The “joke” of a generation

Suicide has become a joke among teens and it is extremely worrying.

Téa Schmid, Design Editor

It seems like it’s impossible to be in a group of generation z/millennials without hearing the phrase “I want to kill myself.” It’s heard in conversations about school, friendships, and just life in general. This phrase, however, is taken very lightly by many who say it. It is a joke — nothing more. The overuse of suicide jokes in our generation has gone past funny and has now become concerning. It is impossible to tell the difference between those who mean it and those who don’t.

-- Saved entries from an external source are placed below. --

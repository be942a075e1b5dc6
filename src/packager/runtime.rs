//! Packaging a prebuilt runtime together with the project's rootfs.

use std::path::PathBuf;

use anyhow::{Context, Result};

use crate::builder::env::{merged_env, parse_env};
use crate::builder::runtime::{find_runtime, runtime_root, runtime_target};
use crate::catalog::PullOptions;
use crate::core::{Capability, Component, ComponentType};
use crate::packager::{pack_targets, PackContext, Packager, Packed, TargetDefaults};

pub struct RuntimePackager;

impl Packager for RuntimePackager {
    fn name(&self) -> &'static str {
        "runtime"
    }

    fn capable(&self, ctx: &PackContext<'_>) -> Capability {
        let declared = ctx.options.runtime.is_some()
            || ctx.project.as_ref().is_some_and(|p| p.runtime.is_some());
        Capability::when(declared, || "no runtime given or declared".to_string())
    }

    fn pack(&self, ctx: &PackContext<'_>) -> Result<Packed> {
        let runtime = requested_runtime(ctx)
            .or_else(|| ctx.project.as_ref().and_then(|p| p.runtime.clone()))
            .context("no runtime to package")?;
        pack_runtime(ctx, &runtime)
    }
}

/// The `--runtime` override, as a component placed in the workdir.
pub(crate) fn requested_runtime(ctx: &PackContext<'_>) -> Option<Component> {
    let spec = ctx.options.runtime.as_deref()?;
    let (name, version) = spec.split_once(':').unwrap_or((spec, ""));
    Some(Component::new(&ctx.workdir, ComponentType::Runtime, name, version, None))
}

/// Find exactly one `runtime` package for the requested platform and
/// architecture and pack its kernel as the only target.
pub(crate) fn pack_runtime(ctx: &PackContext<'_>, runtime: &Component) -> Result<Packed> {
    let c = &ctx.options.constraints;
    let package = find_runtime(ctx.catalog, runtime, &c.architecture, &c.platform, None)?;

    let on_disk: Option<PathBuf> = [runtime_root(&package, runtime), runtime.path.clone()]
        .into_iter()
        .find(|root| runtime_target(&package, root).is_ok_and(|t| t.kernel.is_file()));

    let staging;
    let root = match on_disk {
        Some(root) => root,
        None => {
            staging = tempfile::Builder::new()
                .prefix("kraftpack-runtime-")
                .tempdir()
                .context("failed to create staging directory for runtime")?;
            tracing::info!("pulling runtime {}", package);
            let opts = PullOptions::new(&ctx.workdir)
                .destination(staging.path())
                .use_cache(ctx.options.use_cache)
                .cancel(ctx.options.cancel.clone());
            ctx.catalog.pull(&package, &opts)?;
            staging.path().to_path_buf()
        }
    };

    let target = runtime_target(&package, &root)?;
    let defaults = match &ctx.project {
        Some(project) => TargetDefaults {
            command: project.command.clone(),
            env: merged_env(&project.env, &ctx.options.env),
        },
        None => TargetDefaults {
            command: Vec::new(),
            env: parse_env(&ctx.options.env),
        },
    };
    pack_targets(ctx, &[target], &defaults)
}

#[cfg(test)]
mod tests {
    use super::*;
    use crate::core::{KraftError, MergeStrategy, Package, Project};
    use crate::packager::{run, PackageOptions};
    use crate::rootfs::DockerCli;
    use crate::test_support::{rootfs_tree, write_kraftfile, MockPackageManager, RUNTIME_KRAFTFILE};
    use tempfile::TempDir;

    fn nginx(plat: &str, arch: &str) -> Package {
        Package::new(ComponentType::Runtime, "nginx", "1.25")
            .with_platarch(plat, arch)
            .with_kernel(format!("nginx_{}-{}", plat, arch))
    }

    fn options() -> PackageOptions<'static> {
        PackageOptions {
            name: "my-nginx".into(),
            ..PackageOptions::default()
        }
    }

    #[test]
    fn test_pulls_runtime_to_staging_and_packs() {
        let tmp = TempDir::new().unwrap();
        write_kraftfile(tmp.path(), RUNTIME_KRAFTFILE);
        rootfs_tree(tmp.path());
        let project = Project::load(tmp.path()).unwrap();

        let catalog = MockPackageManager::new("manifest")
            .with_remote(vec![nginx("qemu", "x86_64")])
            .materialize();
        let catalog_counters = catalog.counters();
        let backend = MockPackageManager::new("archive");
        let backend_counters = backend.counters();

        let mut ctx = PackContext::new(tmp.path(), Some(project), &catalog, &backend, &DockerCli, options());
        let packages = run(&mut ctx).unwrap();

        assert_eq!(packages.len(), 1);
        assert_eq!(catalog_counters.pulls(), 1);
        assert_eq!(backend_counters.packed_targets(), vec!["nginx"]);
        assert_eq!(ctx.artifacts.initramfs.len(), 1);
        // staging is gone once packing is done
        assert!(!tmp.path().join(".unikraft/runtimes/nginx").exists());
    }

    #[test]
    fn test_materialized_runtime_is_not_pulled() {
        let tmp = TempDir::new().unwrap();
        write_kraftfile(tmp.path(), RUNTIME_KRAFTFILE);
        rootfs_tree(tmp.path());
        crate::test_support::write_file(
            &tmp.path().join(".unikraft/runtimes/nginx/nginx_qemu-x86_64"),
            "kernel",
        );
        let project = Project::load(tmp.path()).unwrap();

        let catalog = MockPackageManager::new("manifest").with_local(vec![nginx("qemu", "x86_64")]);
        let counters = catalog.counters();
        let backend = MockPackageManager::new("archive");

        let mut ctx = PackContext::new(tmp.path(), Some(project), &catalog, &backend, &DockerCli, options());
        run(&mut ctx).unwrap();
        assert_eq!(counters.pulls(), 0);
    }

    #[test]
    fn test_several_runtimes_are_ambiguous() {
        let tmp = TempDir::new().unwrap();
        write_kraftfile(tmp.path(), RUNTIME_KRAFTFILE);
        let project = Project::load(tmp.path()).unwrap();
        let catalog = MockPackageManager::new("manifest")
            .with_local(vec![nginx("qemu", "x86_64"), nginx("fc", "x86_64")]);
        let backend = MockPackageManager::new("archive");
        let prompter = crate::test_support::ScriptedPrompter::new([0]);
        let mut opts = options();
        opts.prompter = Some(&prompter);

        let mut ctx = PackContext::new(tmp.path(), Some(project), &catalog, &backend, &DockerCli, opts);
        let err = run(&mut ctx).unwrap_err();
        assert!(matches!(
            err.downcast_ref::<KraftError>(),
            Some(KraftError::ResolutionAmbiguous { .. })
        ));
        assert!(prompter.asked().is_empty());
    }

    #[test]
    fn test_runtime_flag_without_project() {
        let tmp = TempDir::new().unwrap();
        let catalog = MockPackageManager::new("manifest")
            .with_remote(vec![nginx("qemu", "x86_64")])
            .materialize();
        let backend = MockPackageManager::new("archive");
        let counters = backend.counters();
        let mut opts = options();
        opts.runtime = Some("nginx:1.25".into());
        opts.strategy = MergeStrategy::Merge;

        let mut ctx = PackContext::new(tmp.path(), None, &catalog, &backend, &DockerCli, opts);
        run(&mut ctx).unwrap();
        assert_eq!(counters.pack_strategies(), vec![MergeStrategy::Merge]);
    }
}
//! `kraftpack rootfs` command

use anyhow::Result;

use crate::cli::RootfsArgs;
use kraftpack::ops::{self, RootfsRequest};
use kraftpack::rootfs::DockerCli;
use kraftpack::scheduler::CancelToken;
use kraftpack::util::{GlobalContext, Shell, Status};

pub fn execute(args: RootfsArgs, shell: &Shell) -> Result<()> {
    let ctx = GlobalContext::new()?;

    let request = RootfsRequest {
        workdir: ctx.cwd().to_path_buf(),
        spec: args.spec,
        architecture: args.arch.unwrap_or_else(ops::host_architecture),
        compress: args.compress,
        output: args.output,
        cancel: CancelToken::new(),
    };

    let built = ops::build_rootfs(&request, &DockerCli)?;
    if let Some(path) = built.path {
        let note = if built.cached { " (cached)" } else { "" };
        shell.status(Status::Finished, format!("{}{}", path.display(), note));
    }

    Ok(())
}
//! Shared utilities

pub mod archive;
pub mod config;
pub mod context;
pub mod diagnostic;
pub mod fs;
pub mod hash;
pub mod process;
pub mod prompt;
pub mod shell;

pub use config::Config;
pub use context::GlobalContext;
pub use diagnostic::Diagnostic;
pub use prompt::{Prompter, TerminalPrompter};
pub use shell::{Shell, Status};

Suicide is not a subject to be taken lightly. According to the Centers for Disease Control and Prevention (CDC), suicide is the third leading cause of death of youth ages 10-24. They also reported that 16% of high school students have seriously considered suicide, 13% had a plan, and 8% made an attempt in the following year. About 157,000 youth ages 10-24 are sent to the emergency room due to self-inflicted injuries a year.

Recently, however, many teens have been using suicidal phrases as coping mechanisms for their mental state — especially when posting online. As a teenager myself, I am guilty of using this phrase meaninglessly. It is easy to get swept up in the mob mentality that is social media. Suicide jokes are everywhere and impossible to navigate around. “It’s so common nowadays,” says Kendall Stucky (‘20). Unfortunately, this “coping mechanism” puts a person in a very unhealthy mindset. The more it is said, the more it resonates.

Suicide is anything but a joke. While our society by nature over exaggerates our pain, joking about taking your own life has crossed the line. “It’s not a funny thing to talk about because it’s a serious thing,” says Chloe Nolan (‘21). We as a generation need to clean up our act and remember the seriousness behind our words — not everything is a joke.